We observed significant improvement in specificity for top 30 siRNAs based on the algorithm
score. Within the 30 top scorers, 29 siRNAs (96.66%) have knockdown efficiency>0.6 and only one
siRNA have knockdown efficiency<0.4. Furthermore, 25 siRNAs (83.33%) have knockdown
efficiency>0.7 and 20 siRNAs (66.66%) have knockdown efficiency>0.75.
To compare our algorithm strength with BioPredsi algorithm (which used artificial neural
network classifier for classification of effective siRNAs), we tested with the same test set as BioPredsi;
which is a 249 siRNA set. Considering knockdown efficiency cutoff as 0.66 for efficient siRNAs, our
algorithm achieved a higher specificity (93.2%) than BioPredsi (83.3%) for top 10% of the classified
siRNAs. However, in terms of sensitivity BioPredsi worked better. But in case of siRNA selection, a
greater specificity is more desirable than a greater sensitivity so that the chance of picking nonfunctional siRNAs is minimized.

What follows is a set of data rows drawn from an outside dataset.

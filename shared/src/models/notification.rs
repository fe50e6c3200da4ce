//! Notification models and delivery rules

use chrono::NaiveTime;
use serde::{Deserialize, Serialize};

/// Default number of delivery retries before giving up
pub const DEFAULT_MAX_RETRIES: i32 = 3;

/// Delivery channel
#[derive(Debug, Clone, Copy, Serialize, Deserialize, PartialEq, Eq, Hash)]
#[serde(rename_all = "snake_case")]
#[cfg_attr(feature = "sqlx", derive(sqlx::Type))]
#[cfg_attr(feature = "sqlx", sqlx(type_name = "notification_channel", rename_all = "snake_case"))]
pub enum NotificationChannel {
    Email,
    Push,
    Sms,
    InApp,
}

/// Delivery status
#[derive(Debug, Clone, Copy, Serialize, Deserialize, PartialEq, Eq)]
#[serde(rename_all = "snake_case")]
#[cfg_attr(feature = "sqlx", derive(sqlx::Type))]
#[cfg_attr(feature = "sqlx", sqlx(type_name = "notification_status", rename_all = "snake_case"))]
pub enum NotificationStatus {
    Pending,
    Sent,
    Failed,
    Read,
}

/// Priority; urgent notifications ignore quiet hours
#[derive(Debug, Clone, Copy, Serialize, Deserialize, PartialEq, Eq, PartialOrd, Ord, Default)]
#[serde(rename_all = "snake_case")]
#[cfg_attr(feature = "sqlx", derive(sqlx::Type))]
#[cfg_attr(feature = "sqlx", sqlx(type_name = "notification_priority", rename_all = "snake_case"))]
pub enum NotificationPriority {
    Low,
    #[default]
    Normal,
    High,
    Urgent,
}

/// Event that triggered a notification
#[derive(Debug, Clone, Copy, Serialize, Deserialize, PartialEq, Eq, Hash)]
#[serde(rename_all = "snake_case")]
#[cfg_attr(feature = "sqlx", derive(sqlx::Type))]
#[cfg_attr(feature = "sqlx", sqlx(type_name = "notification_type", rename_all = "snake_case"))]
pub enum NotificationType {
    CourseAssigned,
    CourseReminder,
    CertificateIssued,
    CertificateExpiring,
    PathAssigned,
    PathOverdue,
    AssessmentGraded,
    BadgeEarned,
    System,
}

impl NotificationType {
    pub fn as_str(&self) -> &'static str {
        match self {
            NotificationType::CourseAssigned => "course_assigned",
            NotificationType::CourseReminder => "course_reminder",
            NotificationType::CertificateIssued => "certificate_issued",
            NotificationType::CertificateExpiring => "certificate_expiring",
            NotificationType::PathAssigned => "path_assigned",
            NotificationType::PathOverdue => "path_overdue",
            NotificationType::AssessmentGraded => "assessment_graded",
            NotificationType::BadgeEarned => "badge_earned",
            NotificationType::System => "system",
        }
    }
}

/// Whether `now` falls in the quiet window, both ends included. Windows with
/// `start > end` wrap midnight.
pub fn in_quiet_hours(start: Option<NaiveTime>, end: Option<NaiveTime>, now: NaiveTime) -> bool {
    match (start, end) {
        (Some(start), Some(end)) if start == end => false,
        (Some(start), Some(end)) if start < end => now >= start && now <= end,
        (Some(start), Some(end)) => now >= start || now <= end,
        _ => false,
    }
}

/// What to do with a freshly created notification
#[derive(Debug, Clone, PartialEq, Eq)]
pub enum DeliveryDecision {
    /// Preferences block it; recorded as failed with the reason
    Blocked(&'static str),
    /// Held until quiet hours end
    Deferred,
    /// Deliver now
    Deliver,
}

/// Apply user preferences and quiet hours to a notification
pub fn decide_delivery(
    channel_enabled: bool,
    type_enabled: bool,
    quiet: bool,
    priority: NotificationPriority,
) -> DeliveryDecision {
    if !channel_enabled {
        return DeliveryDecision::Blocked("Channel disabled by user preferences");
    }
    if !type_enabled {
        return DeliveryDecision::Blocked("Notification type disabled by user preferences");
    }
    if quiet && priority != NotificationPriority::Urgent {
        return DeliveryDecision::Deferred;
    }
    DeliveryDecision::Deliver
}

/// Failed notifications are retried while under the retry budget
pub fn should_retry(status: NotificationStatus, retry_count: i32, max_retries: i32) -> bool {
    status == NotificationStatus::Failed && retry_count < max_retries
}

#[cfg(test)]
mod tests {
    use super::*;

    fn t(h: u32, m: u32) -> NaiveTime {
        NaiveTime::from_hms_opt(h, m, 0).unwrap()
    }

    #[test]
    fn test_same_day_window() {
        assert!(in_quiet_hours(Some(t(13, 0)), Some(t(14, 0)), t(13, 30)));
        assert!(in_quiet_hours(Some(t(13, 0)), Some(t(14, 0)), t(14, 0)));
        assert!(!in_quiet_hours(Some(t(13, 0)), Some(t(14, 0)), t(14, 1)));
    }

    #[test]
    fn test_overnight_window() {
        let (s, e) = (Some(t(22, 0)), Some(t(6, 0)));
        assert!(in_quiet_hours(s, e, t(23, 0)));
        assert!(in_quiet_hours(s, e, t(2, 0)));
        assert!(!in_quiet_hours(s, e, t(12, 0)));
    }

    #[test]
    fn test_no_window() {
        assert!(!in_quiet_hours(None, Some(t(6, 0)), t(2, 0)));
        assert!(!in_quiet_hours(Some(t(6, 0)), Some(t(6, 0)), t(6, 0)));
    }

    #[test]
    fn test_delivery_decision() {
        use NotificationPriority::*;
        assert!(matches!(
            decide_delivery(false, true, false, Normal),
            DeliveryDecision::Blocked(_)
        ));
        assert!(matches!(
            decide_delivery(true, false, false, Normal),
            DeliveryDecision::Blocked(_)
        ));
        assert_eq!(decide_delivery(true, true, true, High), DeliveryDecision::Deferred);
        assert_eq!(decide_delivery(true, true, true, Urgent), DeliveryDecision::Deliver);
        assert_eq!(decide_delivery(true, true, false, Low), DeliveryDecision::Deliver);
    }

    #[test]
    fn test_retry_budget() {
        assert!(should_retry(NotificationStatus::Failed, 2, 3));
        assert!(!should_retry(NotificationStatus::Failed, 3, 3));
        assert!(!should_retry(NotificationStatus::Sent, 0, 3));
    }
}
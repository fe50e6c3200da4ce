//! HTTP handlers for certificates and public verification

use axum::{
    extract::{Path, Query, State},
    http::{HeaderMap, StatusCode},
    response::Html,
    Json,
};
use axum_extra::{headers::UserAgent, TypedHeader};
use serde::{Deserialize, Serialize};
use shared::models::{Action, Resource};
use uuid::Uuid;

use crate::error::{AppError, AppResult};
use crate::middleware::{AuthUser, CurrentUser};
use crate::services::certificate::{
    Certificate, CertificateService, CertificateStatistics, CertificateSummary,
    CertificateTemplate, CreateTemplateInput, IssueCertificateInput, RevokeInput,
    VerificationResult,
};
use crate::AppState;

#[derive(Debug, Deserialize)]
pub struct VerifyQuery {
    pub sig: Option<String>,
}

#[derive(Debug, Deserialize)]
pub struct MyCertificatesQuery {
    #[serde(default)]
    pub include_expired: bool,
}

#[derive(Debug, Deserialize)]
pub struct ExpiringQuery {
    pub days: Option<i64>,
}

#[derive(Debug, Serialize)]
pub struct EligibilityResponse {
    pub eligible: bool,
    #[serde(skip_serializing_if = "Option::is_none")]
    pub reason: Option<String>,
}

#[derive(Debug, Serialize)]
pub struct ShareLinkResponse {
    pub certificate_number: String,
    pub url: String,
}

fn service(state: &AppState) -> CertificateService {
    CertificateService::new(state.db.clone(), state.config.certificates.clone())
}

fn ensure_holder_or_viewer(user: &AuthUser, certificate: &Certificate) -> AppResult<()> {
    if certificate.user_id == user.user_id {
        Ok(())
    } else {
        user.require(Resource::Certificate, Action::View)
    }
}

/// First hop of X-Forwarded-For, if the proxy set one
fn client_ip(headers: &HeaderMap) -> Option<String> {
    headers
        .get("x-forwarded-for")
        .and_then(|v| v.to_str().ok())
        .and_then(|v| v.split(',').next())
        .map(|ip| ip.trim().to_string())
        .filter(|ip| !ip.is_empty())
}

// ============================================================================
// Public verification
// ============================================================================

/// Verify a certificate by number; no authentication
pub async fn verify_certificate(
    State(state): State<AppState>,
    Path(number): Path<String>,
    Query(query): Query<VerifyQuery>,
    user_agent: Option<TypedHeader<UserAgent>>,
    headers: HeaderMap,
) -> AppResult<Json<VerificationResult>> {
    let ip = client_ip(&headers);
    let agent = user_agent.map(|TypedHeader(ua)| ua.to_string());
    let result = service(&state)
        .verify(&number, query.sig.as_deref(), ip.as_deref(), agent.as_deref())
        .await?;
    Ok(Json(result))
}

// ============================================================================
// Templates
// ============================================================================

pub async fn list_templates(
    State(state): State<AppState>,
    current_user: CurrentUser,
) -> AppResult<Json<Vec<CertificateTemplate>>> {
    current_user.0.require(Resource::Certificate, Action::View)?;
    let templates = service(&state).list_templates().await?;
    Ok(Json(templates))
}

pub async fn create_template(
    State(state): State<AppState>,
    current_user: CurrentUser,
    Json(input): Json<CreateTemplateInput>,
) -> AppResult<(StatusCode, Json<CertificateTemplate>)> {
    current_user.0.require(Resource::Certificate, Action::Create)?;
    let template = service(&state).create_template(input).await?;
    Ok((StatusCode::CREATED, Json(template)))
}

// ============================================================================
// Certificates
// ============================================================================

pub async fn my_certificates(
    State(state): State<AppState>,
    current_user: CurrentUser,
    Query(query): Query<MyCertificatesQuery>,
) -> AppResult<Json<Vec<CertificateSummary>>> {
    let certificates = service(&state)
        .my_certificates(current_user.0.user_id, query.include_expired)
        .await?;
    Ok(Json(certificates))
}

pub async fn expiring_certificates(
    State(state): State<AppState>,
    current_user: CurrentUser,
    Query(query): Query<ExpiringQuery>,
) -> AppResult<Json<Vec<CertificateSummary>>> {
    current_user.0.require(Resource::Certificate, Action::View)?;
    let days = query
        .days
        .unwrap_or(state.config.certificates.expiry_warning_days);
    if days < 0 {
        return Err(AppError::validation(
            "days",
            "Must be zero or greater",
            "Debe ser cero o mayor",
        ));
    }
    let certificates = service(&state).expiring(days).await?;
    Ok(Json(certificates))
}

pub async fn certificate_statistics(
    State(state): State<AppState>,
    current_user: CurrentUser,
) -> AppResult<Json<CertificateStatistics>> {
    current_user.0.require(Resource::Report, Action::View)?;
    let stats = service(&state).statistics().await?;
    Ok(Json(stats))
}

/// Whether an enrollment currently qualifies for a certificate
pub async fn check_eligibility(
    State(state): State<AppState>,
    current_user: CurrentUser,
    Path(enrollment_id): Path<Uuid>,
) -> AppResult<Json<EligibilityResponse>> {
    current_user.0.require(Resource::Certificate, Action::View)?;
    let response = match service(&state).can_issue(enrollment_id).await? {
        Ok(()) => EligibilityResponse {
            eligible: true,
            reason: None,
        },
        Err(reason) => EligibilityResponse {
            eligible: false,
            reason: Some(reason.to_string()),
        },
    };
    Ok(Json(response))
}

pub async fn issue_certificate(
    State(state): State<AppState>,
    current_user: CurrentUser,
    Json(input): Json<IssueCertificateInput>,
) -> AppResult<(StatusCode, Json<Certificate>)> {
    current_user.0.require(Resource::Certificate, Action::Create)?;
    let certificate = service(&state).issue(input).await?;
    Ok((StatusCode::CREATED, Json(certificate)))
}

pub async fn get_certificate(
    State(state): State<AppState>,
    current_user: CurrentUser,
    Path(certificate_id): Path<Uuid>,
) -> AppResult<Json<Certificate>> {
    let certificate = service(&state).get_certificate(certificate_id).await?;
    ensure_holder_or_viewer(&current_user.0, &certificate)?;
    Ok(Json(certificate))
}

/// Printable HTML rendition
pub async fn render_certificate(
    State(state): State<AppState>,
    current_user: CurrentUser,
    Path(certificate_id): Path<Uuid>,
) -> AppResult<Html<String>> {
    let service = service(&state);
    let certificate = service.get_certificate(certificate_id).await?;
    ensure_holder_or_viewer(&current_user.0, &certificate)?;
    let html = service.render(certificate_id).await?;
    Ok(Html(html))
}

/// Signed verification link the holder can share
pub async fn share_link(
    State(state): State<AppState>,
    current_user: CurrentUser,
    Path(certificate_id): Path<Uuid>,
) -> AppResult<Json<ShareLinkResponse>> {
    let service = service(&state);
    let certificate = service.get_certificate(certificate_id).await?;
    ensure_holder_or_viewer(&current_user.0, &certificate)?;
    let url = service.signed_url(&certificate)?;
    Ok(Json(ShareLinkResponse {
        certificate_number: certificate.certificate_number,
        url,
    }))
}

pub async fn revoke_certificate(
    State(state): State<AppState>,
    current_user: CurrentUser,
    Path(certificate_id): Path<Uuid>,
    Json(input): Json<RevokeInput>,
) -> AppResult<Json<Certificate>> {
    current_user.0.require(Resource::Certificate, Action::Delete)?;
    let certificate = service(&state)
        .revoke(certificate_id, current_user.0.user_id, input)
        .await?;
    Ok(Json(certificate))
}

pub async fn reissue_certificate(
    State(state): State<AppState>,
    current_user: CurrentUser,
    Path(certificate_id): Path<Uuid>,
    Json(input): Json<RevokeInput>,
) -> AppResult<(StatusCode, Json<Certificate>)> {
    current_user.0.require(Resource::Certificate, Action::Create)?;
    let certificate = service(&state)
        .reissue(certificate_id, current_user.0.user_id, input)
        .await?;
    Ok((StatusCode::CREATED, Json(certificate)))
}

#[cfg(test)]
mod tests {
    use super::*;
    use axum::http::HeaderValue;

    #[test]
    fn test_client_ip_takes_first_forwarded_hop() {
        let mut headers = HeaderMap::new();
        headers.insert(
            "x-forwarded-for",
            HeaderValue::from_static("203.0.113.7, 10.0.0.1"),
        );
        assert_eq!(client_ip(&headers).as_deref(), Some("203.0.113.7"));
    }

    #[test]
    fn test_client_ip_missing_header() {
        assert_eq!(client_ip(&HeaderMap::new()), None);
    }
}
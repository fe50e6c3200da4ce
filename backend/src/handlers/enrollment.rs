//! HTTP handlers for enrollments, lesson progress and evidence

use axum::{
    extract::{Path, Query, State},
    http::StatusCode,
    Json,
};
use serde::Deserialize;
use shared::models::{Action, EnrollmentStatus, Resource};
use shared::types::PaginatedResponse;
use uuid::Uuid;

use crate::error::{AppError, AppResult};
use crate::middleware::{AuthUser, CurrentUser};
use crate::services::enrollment::{
    EnrollInput, Enrollment, EnrollmentDetail, EnrollmentFilters, EnrollmentService,
    EnrollmentSummary, EvidenceInput, LessonEvidence, LessonProgressInput, ProgressUpdate,
};
use crate::AppState;

#[derive(Debug, Deserialize)]
pub struct MyEnrollmentsQuery {
    pub status: Option<EnrollmentStatus>,
}

/// Owners act on their own enrollments; anyone else needs `action` on enrollments
fn ensure_owner_or(user: &AuthUser, owner_id: Uuid, action: Action) -> AppResult<()> {
    if user.user_id == owner_id {
        Ok(())
    } else {
        user.require(Resource::Enrollment, action)
    }
}

/// Enroll the caller, or another user when the caller may assign training
pub async fn enroll(
    State(state): State<AppState>,
    current_user: CurrentUser,
    Json(input): Json<EnrollInput>,
) -> AppResult<(StatusCode, Json<Enrollment>)> {
    let user = current_user.0;
    let target = input.user_id.unwrap_or(user.user_id);
    let assigned_by = if target == user.user_id {
        None
    } else {
        user.require(Resource::Enrollment, Action::Assign)?;
        Some(user.user_id)
    };

    let enrollment = EnrollmentService::new(state.db)
        .enroll(target, input.course_id, input.due_date, assigned_by)
        .await?;
    Ok((StatusCode::CREATED, Json(enrollment)))
}

pub async fn my_enrollments(
    State(state): State<AppState>,
    current_user: CurrentUser,
    Query(query): Query<MyEnrollmentsQuery>,
) -> AppResult<Json<Vec<EnrollmentSummary>>> {
    let enrollments = EnrollmentService::new(state.db)
        .my_enrollments(current_user.0.user_id, query.status)
        .await?;
    Ok(Json(enrollments))
}

pub async fn list_enrollments(
    State(state): State<AppState>,
    current_user: CurrentUser,
    Query(filters): Query<EnrollmentFilters>,
) -> AppResult<Json<PaginatedResponse<EnrollmentSummary>>> {
    current_user.0.require(Resource::Enrollment, Action::View)?;
    let enrollments = EnrollmentService::new(state.db)
        .list_enrollments(filters)
        .await?;
    Ok(Json(enrollments))
}

pub async fn get_enrollment(
    State(state): State<AppState>,
    current_user: CurrentUser,
    Path(enrollment_id): Path<Uuid>,
) -> AppResult<Json<EnrollmentDetail>> {
    let detail = EnrollmentService::new(state.db).detail(enrollment_id).await?;
    ensure_owner_or(&current_user.0, detail.enrollment.user_id, Action::View)?;
    Ok(Json(detail))
}

pub async fn drop_enrollment(
    State(state): State<AppState>,
    current_user: CurrentUser,
    Path(enrollment_id): Path<Uuid>,
) -> AppResult<Json<Enrollment>> {
    let service = EnrollmentService::new(state.db);
    let enrollment = service.get_enrollment(enrollment_id).await?;
    ensure_owner_or(&current_user.0, enrollment.user_id, Action::Assign)?;
    let enrollment = service.drop_enrollment(enrollment_id).await?;
    Ok(Json(enrollment))
}

/// Learner progress on one lesson
pub async fn update_progress(
    State(state): State<AppState>,
    current_user: CurrentUser,
    Path(enrollment_id): Path<Uuid>,
    Json(input): Json<LessonProgressInput>,
) -> AppResult<Json<ProgressUpdate>> {
    let service = EnrollmentService::new(state.db);
    let enrollment = service.get_enrollment(enrollment_id).await?;
    if enrollment.user_id != current_user.0.user_id {
        return Err(AppError::InsufficientPermissions);
    }
    let update = service.update_lesson_progress(enrollment_id, input).await?;
    Ok(Json(update))
}

// ============================================================================
// Evidence
// ============================================================================

pub async fn upload_evidence(
    State(state): State<AppState>,
    current_user: CurrentUser,
    Path(progress_id): Path<Uuid>,
    Json(input): Json<EvidenceInput>,
) -> AppResult<(StatusCode, Json<LessonEvidence>)> {
    let service = EnrollmentService::new(state.db);
    let owner = service.progress_owner(progress_id).await?;
    if owner != current_user.0.user_id {
        return Err(AppError::InsufficientPermissions);
    }
    let evidence = service.upload_evidence(progress_id, input).await?;
    Ok((StatusCode::CREATED, Json(evidence)))
}

pub async fn list_evidence(
    State(state): State<AppState>,
    current_user: CurrentUser,
    Path(progress_id): Path<Uuid>,
) -> AppResult<Json<Vec<LessonEvidence>>> {
    let service = EnrollmentService::new(state.db);
    let owner = service.progress_owner(progress_id).await?;
    ensure_owner_or(&current_user.0, owner, Action::View)?;
    let evidence = service.list_evidence(progress_id).await?;
    Ok(Json(evidence))
}

/// Instructors confirm field evidence, which completes the lesson
pub async fn verify_evidence(
    State(state): State<AppState>,
    current_user: CurrentUser,
    Path(evidence_id): Path<Uuid>,
) -> AppResult<Json<LessonEvidence>> {
    let user = current_user.0;
    if !user.has_any_permission(&[
        (Resource::Course, Action::Edit),
        (Resource::Enrollment, Action::Assign),
    ]) {
        return Err(AppError::InsufficientPermissions);
    }
    let evidence = EnrollmentService::new(state.db)
        .verify_evidence(evidence_id, user.user_id)
        .await?;
    Ok(Json(evidence))
}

Testing with MIT siRNA database. We have further tested Cusomized siDesigner on the MIT
database of experimentally validated 143 siRNAs (39), with known mRNA knockdown levels ranging
from 25-100%, for 104 different human genes. siRNAs designed by Customized siDesigner had
68.5% overlap with siRNAs from this database and at least one siRNA overlap for 68 genes (Data in
supplementary table 2).
Testing with genome wide siRNA library. siRNAs designed by Customized siDesigner for human
genes in genome wide scale are checked with genome wide siRNA library from Qiagen that has been
used in Biogenesis screening experiment (40). The biogenesis project is dealing with ribosomes,
which are macromolecular complexes used to synthesize proteins. The numbers of control wells at
each plate was equal: 16 control wells (positive/negative) on first two columns and 16 control wells
(positive/negative) on last two plates columns in experiment (in total 9472 wells). On each plate,
Allstars siRNA, Qiagen were used as negative controls and Crm1 siRNA as positive controls. The
Qiagen library contains 76009 non overlapping siRNAs for 19600 target human genes. The oligos
designed by Customized siDesigner has overall 23% overlap with the Qiagen library, and 6779 genes
share at least one common oligo included in both libraries. The overlap increased (28.83%) when we
restricted the genes to most efficient siRNAs from Qiagen library (Data in supplementary table 3). We
also checked for overlap of oligos in the Qiagen library that target the 1000 genes playing significant
role in biogenesis. Out of these 1000 genes, 652 genes share at least one common oligo with Qiagen
8
library and Customized siDesigner, among which 609 genes share common siRNA with measured
signal in biogenesis screen.
Reducing off-target effects
Functional off-target filtering. The functional off target filtering allows avoiding transcripts with related
GO Process from being off targeted. Table 4 shows some siRNAs designed for the gene MMP11 by
five different online siRNA designing tool with their predicted off targets that have related GO Process
with the direct target. We evaluated the performance of our text mining algorithm that has been used
for finding similar or related GO biological process terms by checking parent-child relationships from
the full gene ontology file (41) downloaded from the Gene Ontology website (42). The ontology file
contains 22773 GO biological process terms with their similar or related GO terms (related by “is a” or
“part of” relationship). Our text mining algorithm identified 55.715% of the related terms. Table 2
shows some siRNAs designed for the gene MMP11 by five different online siRNA designing tool with
their predicted off targets that have related GO Process with the direct target. We checked siRNAs
from MIT siRNA database (siRNAs designed by Qiagen) for siRNAs with such off-targets that are
involved in similar or related biological process as the direct target. Data is shown in the
supplementary table 4.
User feedback for customized specificity. An user interface is built using Java Swing for ease of use.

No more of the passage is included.